YOUR OBJECTIVE: Look for "AppResult" in each line of the entries, and return the matching lines.

[Entries taken from a collection]
*****
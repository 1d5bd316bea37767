//! S3-compatible blob store.

use crate::config::StorageConfig;
use crate::storage::{object_key, validate_upload, BlobStore, StoredBlob};
use crate::types::{AppError, AppResult};
use async_trait::async_trait;
use s3::creds::Credentials;
use s3::error::S3Error;
use s3::{Bucket, Region};
use tracing::{debug, info};

pub struct S3BlobStore {
    bucket: Box<Bucket>,
    public_base_url: String,
}

impl S3BlobStore {
    pub fn from_config(config: &StorageConfig) -> AppResult<Self> {
        let region = match &config.endpoint {
            Some(endpoint) => Region::Custom {
                region: config.region.clone(),
                endpoint: endpoint.clone(),
            },
            None => config
                .region
                .parse()
                .map_err(|e| AppError::Storage(format!("invalid region '{}': {}", config.region, e)))?,
        };

        let credentials = Credentials::new(
            config.access_key_id.as_deref(),
            config.secret_access_key.as_deref(),
            None,
            None,
            None,
        )
        .map_err(|e| AppError::Storage(format!("credentials: {}", e)))?;

        let mut bucket = Bucket::new(&config.bucket, region, credentials)
            .map_err(|e| AppError::Storage(format!("bucket '{}': {}", config.bucket, e)))?;
        // S3-compatible backends (MinIO etc.) want path-style addressing.
        if config.endpoint.is_some() {
            bucket = bucket.with_path_style();
        }

        info!(bucket = %config.bucket, "S3 blob store ready");
        Ok(Self {
            bucket: Box::new(bucket),
            public_base_url: config.public_base_url.trim_end_matches('/').to_string(),
        })
    }
}

#[async_trait]
impl BlobStore for S3BlobStore {
    async fn store(
        &self,
        bytes: &[u8],
        content_type: &str,
        suggested_name: &str,
    ) -> AppResult<StoredBlob> {
        validate_upload(bytes, content_type)?;

        let key = object_key(suggested_name, chrono::Utc::now());
        let response = self
            .bucket
            .put_object_with_content_type(&key, bytes, content_type)
            .await
            .map_err(|e| AppError::Storage(format!("put '{}': {}", key, e)))?;
        if response.status_code() >= 300 {
            return Err(AppError::Storage(format!(
                "put '{}' returned status {}",
                key,
                response.status_code()
            )));
        }

        debug!(key = %key, size = bytes.len(), "stored blob");
        Ok(StoredBlob {
            public_url: format!("{}/{}", self.public_base_url, key),
            path: key,
            size: bytes.len(),
        })
    }

    async fn retrieve(&self, path: &str) -> AppResult<Vec<u8>> {
        let response = match self.bucket.get_object(path).await {
            Ok(response) => response,
            Err(S3Error::HttpFailWithBody(404, _)) => {
                return Err(AppError::NotFound(format!("no object at '{}'", path)))
            }
            Err(e) => return Err(AppError::Storage(format!("get '{}': {}", path, e))),
        };
        if response.status_code() == 404 {
            return Err(AppError::NotFound(format!("no object at '{}'", path)));
        }

        debug!(key = %path, size = response.bytes().len(), "retrieved blob");
        Ok(response.bytes().to_vec())
    }
}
*****
SOLUTION TO THIS PROBLEM:
use crate::types::{AppError, AppResult};
    pub fn from_config(config: &StorageConfig) -> AppResult<Self> {
    ) -> AppResult<StoredBlob> {
    async fn retrieve(&self, path: &str) -> AppResult<Vec<u8>> {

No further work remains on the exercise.